━━ Data records
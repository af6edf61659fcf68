/// Process-wide notification bus.
///
/// Constructed once by the entry point and handed to every publisher. There
/// is exactly one consumer, the application's event loop, which owns the
/// receiving half. Events are delivered in publish order.
use tokio::sync::mpsc::{self, error::TrySendError};

use crate::event::AppEvent;

pub const BUS_CAPACITY: usize = 64;

#[derive(Debug, Clone)]
pub struct SignalBus {
    tx: mpsc::Sender<AppEvent>,
}

impl SignalBus {
    pub fn new() -> (Self, mpsc::Receiver<AppEvent>) {
        let (tx, rx) = mpsc::channel(BUS_CAPACITY);
        (Self { tx }, rx)
    }

    /// Waits for room on the bus. Returns `false` once the consumer is gone.
    pub async fn publish(&self, event: AppEvent) -> bool {
        self.tx.send(event).await.is_ok()
    }

    /// Non-waiting variant for synchronous callers. A full bus drops the event.
    pub fn try_publish(&self, event: AppEvent) -> bool {
        match self.tx.try_send(event) {
            Ok(()) => true,
            Err(TrySendError::Full(event)) => {
                log::warn!("Notification bus full; dropping {event:?}");
                false
            }
            Err(TrySendError::Closed(_)) => false,
        }
    }
}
━━━━
| Problem details |
What you return should be exactly the lines above, starting at the one with "consumer is gone." and ending at the one with "pub fn try_publish(&self, event: AppEvent)", and nothing else.

| The answer |
    /// Waits for room on the bus. Returns `false` once the consumer is gone.
    pub async fn publish(&self, event: AppEvent) -> bool {
        self.tx.send(event).await.is_ok()
    }

    /// Non-waiting variant for synchronous callers. A full bus drops the event.
    pub fn try_publish(&self, event: AppEvent) -> bool {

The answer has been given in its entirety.